» **Work to complete**: Repeat all the records, precisely as given.

» **Dataset records**:

//! # viobench eval
//!
//! Everything around the numerical core:
//! - Trajectory file formats (EuRoC ground truth, HybVIO JSONL, VINS-Mono CSV)
//! - Metric strategies behind [`TrajectoryMetric`]
//! - Path configuration, loadable from YAML
//! - External pipeline executors and the batch [`SequenceRunner`]
//! - HybVIO latency log parsing and power-emulator runs
//! - EuRoC download and benchmark conversion
//! - Result tables, including the optical flow EPE report

pub mod config;
pub mod converter;
pub mod dataset;
pub mod epe;
pub mod error;
pub mod executor;
pub mod formats;
pub mod fsutil;
pub mod interrupt;
pub mod latency;
pub mod metric;
pub mod power;
pub mod runner;
pub mod table;

pub use config::{
    BenchConfig, DatasetConfig, EdgeThreshold, EpeConfig, HybvioConfig, LatencyConfig, PowerConfig,
    VinsConfig,
};
pub use converter::{BenchmarkConverter, VisionKind};
pub use dataset::{DatasetKind, EurocDatasetManager};
pub use epe::{EpeErrors, EpeReport};
pub use error::{EvalError, Result};
pub use executor::{HybvioExecutor, VinsExecutor};
pub use formats::{read_euroc_ground_truth, read_hybvio_jsonl, read_vins_csv, TimeBase};
pub use interrupt::InterruptFlag;
pub use latency::{LatencyBreakdown, LatencyReport, PaperLatency};
pub use metric::{AssociatedMetric, EstimateFormat, InterpolatedMetric, MetricSelection, TrajectoryMetric};
pub use power::{precompute_optical_flow, PowerEmulatorMode, PowerExperiment, PowerRun};
pub use runner::{HybvioPipeline, RunSummary, SequenceRunner, VinsPipeline, VioPipeline};
pub use table::{single_column_table, threshold_table, Table};
use crate::error::{CoreError, Result};
use nalgebra::{UnitQuaternion, Vector3};

// ---------------------------------------------------------------------------
// Samples
// ---------------------------------------------------------------------------
#[derive(Debug, Clone, Copy, PartialEq)]
pub struct TrajectorySample {
    /// Seconds. Relative to the first sample of the source file when the
    /// format asks for it, absolute otherwise.
    pub time: f64,
    pub position: Vector3<f64>,
    pub orientation: Option<UnitQuaternion<f64>>,
}

impl TrajectorySample {
    pub fn new(time: f64, position: Vector3<f64>) -> Self {
        Self {
            time,
            position,
            orientation: None,
        }
    }

    pub fn with_orientation(mut self, orientation: UnitQuaternion<f64>) -> Self {
        self.orientation = Some(orientation);
        self
    }
}

// ---------------------------------------------------------------------------
// Trajectory
// ---------------------------------------------------------------------------
/// Time-ordered sequence of samples.
#[derive(Debug, Clone, Default, PartialEq)]
pub struct Trajectory {
    samples: Vec<TrajectorySample>,
}

impl Trajectory {
    /// Builds a trajectory, rejecting samples that go back in time.
    pub fn new(samples: Vec<TrajectorySample>) -> Result<Self> {
        for (i, pair) in samples.windows(2).enumerate() {
            if pair[1].time < pair[0].time {
                return Err(CoreError::UnorderedTimestamps {
                    index: i + 1,
                    time: pair[1].time,
                    previous: pair[0].time,
                });
            }
        }
        Ok(Self { samples })
    }

    pub fn from_positions(times: &[f64], positions: &[Vector3<f64>]) -> Result<Self> {
        if times.len() != positions.len() {
            return Err(CoreError::LengthMismatch {
                times: times.len(),
                positions: positions.len(),
            });
        }
        let samples = times
            .iter()
            .zip(positions)
            .map(|(&t, &p)| TrajectorySample::new(t, p))
            .collect();
        Self::new(samples)
    }

    pub fn len(&self) -> usize {
        self.samples.len()
    }

    pub fn is_empty(&self) -> bool {
        self.samples.is_empty()
    }

    pub fn samples(&self) -> &[TrajectorySample] {
        &self.samples
    }

    pub fn iter(&self) -> impl Iterator<Item = &TrajectorySample> {
        self.samples.iter()
    }

    pub fn times(&self) -> Vec<f64> {
        self.samples.iter().map(|s| s.time).collect()
    }

    pub fn positions(&self) -> Vec<Vector3<f64>> {
        self.samples.iter().map(|s| s.position).collect()
    }

    /// First and last timestamp, `None` when empty.
    pub fn time_span(&self) -> Option<(f64, f64)> {
        match (self.samples.first(), self.samples.last()) {
            (Some(first), Some(last)) => Some((first.time, last.time)),
            _ => None,
        }
    }

    /// Keeps the samples at `indices`, in that order. Indices may repeat.
    pub fn select(&self, indices: &[usize]) -> Self {
        Self {
            samples: indices.iter().map(|&i| self.samples[i]).collect(),
        }
    }

    /// Rewrites every sample through `f`. Timestamps are left as they are.
    pub fn map_samples<F>(&self, mut f: F) -> Self
    where
        F: FnMut(&TrajectorySample) -> TrajectorySample,
    {
        Self {
            samples: self
                .samples
                .iter()
                .map(|s| TrajectorySample { time: s.time, ..f(s) })
                .collect(),
        }
    }
}

impl<'a> IntoIterator for &'a Trajectory {
    type Item = &'a TrajectorySample;
    type IntoIter = core::slice::Iter<'a, TrajectorySample>;

    fn into_iter(self) -> Self::IntoIter {
        self.samples.iter()
    }
}

// ---------------------------------------------------------------------------
// Overlap Window
// ---------------------------------------------------------------------------
/// Closed interval `[start, end]` covered by both trajectories.
#[derive(Debug, Clone, Copy, PartialEq)]
pub struct OverlapWindow {
    pub start: f64,
    pub end: f64,
}

impl OverlapWindow {
    /// `None` when either side is empty or the spans do not intersect.
    pub fn between(a: &Trajectory, b: &Trajectory) -> Option<Self> {
        let (a_min, a_max) = a.time_span()?;
        let (b_min, b_max) = b.time_span()?;
        let start = a_min.max(b_min);
        let end = a_max.min(b_max);
        if start > end {
            return None;
        }
        Some(Self { start, end })
    }

    pub fn contains(&self, t: f64) -> bool {
        t >= self.start && t <= self.end
    }

    pub fn duration(&self) -> f64 {
        self.end - self.start
    }
}

#[cfg(test)]
mod tests {
    use super::*;

    fn line(times: &[f64]) -> Trajectory {
        let positions: Vec<_> = times.iter().map(|&t| Vector3::new(t, 0.0, 0.0)).collect();
        Trajectory::from_positions(times, &positions).unwrap()
    }

    #[test]
    fn test_rejects_unordered_timestamps() {
        let samples = vec![
            TrajectorySample::new(0.0, Vector3::zeros()),
            TrajectorySample::new(2.0, Vector3::zeros()),
            TrajectorySample::new(1.0, Vector3::zeros()),
        ];
        let err = Trajectory::new(samples).unwrap_err();
        assert_eq!(
            err,
            CoreError::UnorderedTimestamps {
                index: 2,
                time: 1.0,
                previous: 2.0
            }
        );
    }

    #[test]
    fn test_length_mismatch() {
        let err = Trajectory::from_positions(&[0.0, 1.0], &[Vector3::zeros()]).unwrap_err();
        assert!(matches!(err, CoreError::LengthMismatch { times: 2, positions: 1 }));
    }

    #[test]
    fn test_overlap_window() {
        let a = line(&[0.0, 1.0, 2.0, 3.0]);
        let b = line(&[1.5, 2.5, 4.0]);
        let w = OverlapWindow::between(&a, &b).unwrap();
        assert_eq!(w.start, 1.5);
        assert_eq!(w.end, 3.0);
        assert!(w.contains(2.0));
        assert!(!w.contains(3.5));
        assert!((w.duration() - 1.5).abs() < 1e-12);
    }

    #[test]
    fn test_disjoint_and_empty_windows() {
        let a = line(&[0.0, 1.0]);
        let b = line(&[2.0, 3.0]);
        assert!(OverlapWindow::between(&a, &b).is_none());
        assert!(OverlapWindow::between(&a, &Trajectory::default()).is_none());
    }

    #[test]
    fn test_single_point_window() {
        let a = line(&[0.0, 1.0]);
        let b = line(&[1.0, 2.0]);
        let w = OverlapWindow::between(&a, &b).unwrap();
        assert_eq!(w.start, w.end);
    }
}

» **Solution below**:
//! # viobench eval
//!
//! Everything around the numerical core:
//! - Trajectory file formats (EuRoC ground truth, HybVIO JSONL, VINS-Mono CSV)
//! - Metric strategies behind [`TrajectoryMetric`]
//! - Path configuration, loadable from YAML
//! - External pipeline executors and the batch [`SequenceRunner`]
//! - HybVIO latency log parsing and power-emulator runs
//! - EuRoC download and benchmark conversion
//! - Result tables, including the optical flow EPE report

pub mod config;
pub mod converter;
pub mod dataset;
pub mod epe;
pub mod error;
pub mod executor;
pub mod formats;
pub mod fsutil;
pub mod interrupt;
pub mod latency;
pub mod metric;
pub mod power;
pub mod runner;
pub mod table;

pub use config::{
    BenchConfig, DatasetConfig, EdgeThreshold, EpeConfig, HybvioConfig, LatencyConfig, PowerConfig,
    VinsConfig,
};
pub use converter::{BenchmarkConverter, VisionKind};
pub use dataset::{DatasetKind, EurocDatasetManager};
pub use epe::{EpeErrors, EpeReport};
pub use error::{EvalError, Result};
pub use executor::{HybvioExecutor, VinsExecutor};
pub use formats::{read_euroc_ground_truth, read_hybvio_jsonl, read_vins_csv, TimeBase};
pub use interrupt::InterruptFlag;
pub use latency::{LatencyBreakdown, LatencyReport, PaperLatency};
pub use metric::{AssociatedMetric, EstimateFormat, InterpolatedMetric, MetricSelection, TrajectoryMetric};
pub use power::{precompute_optical_flow, PowerEmulatorMode, PowerExperiment, PowerRun};
pub use runner::{HybvioPipeline, RunSummary, SequenceRunner, VinsPipeline, VioPipeline};
pub use table::{single_column_table, threshold_table, Table};
use crate::error::{CoreError, Result};
use nalgebra::{UnitQuaternion, Vector3};

// ---------------------------------------------------------------------------
// Samples
// ---------------------------------------------------------------------------
#[derive(Debug, Clone, Copy, PartialEq)]
pub struct TrajectorySample {
    /// Seconds. Relative to the first sample of the source file when the
    /// format asks for it, absolute otherwise.
    pub time: f64,
    pub position: Vector3<f64>,
    pub orientation: Option<UnitQuaternion<f64>>,
}

impl TrajectorySample {
    pub fn new(time: f64, position: Vector3<f64>) -> Self {
        Self {
            time,
            position,
            orientation: None,
        }
    }

    pub fn with_orientation(mut self, orientation: UnitQuaternion<f64>) -> Self {
        self.orientation = Some(orientation);
        self
    }
}

// ---------------------------------------------------------------------------
// Trajectory
// ---------------------------------------------------------------------------
/// Time-ordered sequence of samples.
#[derive(Debug, Clone, Default, PartialEq)]
pub struct Trajectory {
    samples: Vec<TrajectorySample>,
}

impl Trajectory {
    /// Builds a trajectory, rejecting samples that go back in time.
    pub fn new(samples: Vec<TrajectorySample>) -> Result<Self> {
        for (i, pair) in samples.windows(2).enumerate() {
            if pair[1].time < pair[0].time {
                return Err(CoreError::UnorderedTimestamps {
                    index: i + 1,
                    time: pair[1].time,
                    previous: pair[0].time,
                });
            }
        }
        Ok(Self { samples })
    }

    pub fn from_positions(times: &[f64], positions: &[Vector3<f64>]) -> Result<Self> {
        if times.len() != positions.len() {
            return Err(CoreError::LengthMismatch {
                times: times.len(),
                positions: positions.len(),
            });
        }
        let samples = times
            .iter()
            .zip(positions)
            .map(|(&t, &p)| TrajectorySample::new(t, p))
            .collect();
        Self::new(samples)
    }

    pub fn len(&self) -> usize {
        self.samples.len()
    }

    pub fn is_empty(&self) -> bool {
        self.samples.is_empty()
    }

    pub fn samples(&self) -> &[TrajectorySample] {
        &self.samples
    }

    pub fn iter(&self) -> impl Iterator<Item = &TrajectorySample> {
        self.samples.iter()
    }

    pub fn times(&self) -> Vec<f64> {
        self.samples.iter().map(|s| s.time).collect()
    }

    pub fn positions(&self) -> Vec<Vector3<f64>> {
        self.samples.iter().map(|s| s.position).collect()
    }

    /// First and last timestamp, `None` when empty.
    pub fn time_span(&self) -> Option<(f64, f64)> {
        match (self.samples.first(), self.samples.last()) {
            (Some(first), Some(last)) => Some((first.time, last.time)),
            _ => None,
        }
    }

    /// Keeps the samples at `indices`, in that order. Indices may repeat.
    pub fn select(&self, indices: &[usize]) -> Self {
        Self {
            samples: indices.iter().map(|&i| self.samples[i]).collect(),
        }
    }

    /// Rewrites every sample through `f`. Timestamps are left as they are.
    pub fn map_samples<F>(&self, mut f: F) -> Self
    where
        F: FnMut(&TrajectorySample) -> TrajectorySample,
    {
        Self {
            samples: self
                .samples
                .iter()
                .map(|s| TrajectorySample { time: s.time, ..f(s) })
                .collect(),
        }
    }
}

impl<'a> IntoIterator for &'a Trajectory {
    type Item = &'a TrajectorySample;
    type IntoIter = core::slice::Iter<'a, TrajectorySample>;

    fn into_iter(self) -> Self::IntoIter {
        self.samples.iter()
    }
}

// ---------------------------------------------------------------------------
// Overlap Window
// ---------------------------------------------------------------------------
/// Closed interval `[start, end]` covered by both trajectories.
#[derive(Debug, Clone, Copy, PartialEq)]
pub struct OverlapWindow {
    pub start: f64,
    pub end: f64,
}

impl OverlapWindow {
    /// `None` when either side is empty or the spans do not intersect.
    pub fn between(a: &Trajectory, b: &Trajectory) -> Option<Self> {
        let (a_min, a_max) = a.time_span()?;
        let (b_min, b_max) = b.time_span()?;
        let start = a_min.max(b_min);
        let end = a_max.min(b_max);
        if start > end {
            return None;
        }
        Some(Self { start, end })
    }

    pub fn contains(&self, t: f64) -> bool {
        t >= self.start && t <= self.end
    }

    pub fn duration(&self) -> f64 {
        self.end - self.start
    }
}

#[cfg(test)]
mod tests {
    use super::*;

    fn line(times: &[f64]) -> Trajectory {
        let positions: Vec<_> = times.iter().map(|&t| Vector3::new(t, 0.0, 0.0)).collect();
        Trajectory::from_positions(times, &positions).unwrap()
    }

    #[test]
    fn test_rejects_unordered_timestamps() {
        let samples = vec![
            TrajectorySample::new(0.0, Vector3::zeros()),
            TrajectorySample::new(2.0, Vector3::zeros()),
            TrajectorySample::new(1.0, Vector3::zeros()),
        ];
        let err = Trajectory::new(samples).unwrap_err();
        assert_eq!(
            err,
            CoreError::UnorderedTimestamps {
                index: 2,
                time: 1.0,
                previous: 2.0
            }
        );
    }

    #[test]
    fn test_length_mismatch() {
        let err = Trajectory::from_positions(&[0.0, 1.0], &[Vector3::zeros()]).unwrap_err();
        assert!(matches!(err, CoreError::LengthMismatch { times: 2, positions: 1 }));
    }

    #[test]
    fn test_overlap_window() {
        let a = line(&[0.0, 1.0, 2.0, 3.0]);
        let b = line(&[1.5, 2.5, 4.0]);
        let w = OverlapWindow::between(&a, &b).unwrap();
        assert_eq!(w.start, 1.5);
        assert_eq!(w.end, 3.0);
        assert!(w.contains(2.0));
        assert!(!w.contains(3.5));
        assert!((w.duration() - 1.5).abs() < 1e-12);
    }

    #[test]
    fn test_disjoint_and_empty_windows() {
        let a = line(&[0.0, 1.0]);
        let b = line(&[2.0, 3.0]);
        assert!(OverlapWindow::between(&a, &b).is_none());
        assert!(OverlapWindow::between(&a, &Trajectory::default()).is_none());
    }

    #[test]
    fn test_single_point_window() {
        let a = line(&[0.0, 1.0]);
        let b = line(&[1.0, 2.0]);
        let w = OverlapWindow::between(&a, &b).unwrap();
        assert_eq!(w.start, w.end);
    }
}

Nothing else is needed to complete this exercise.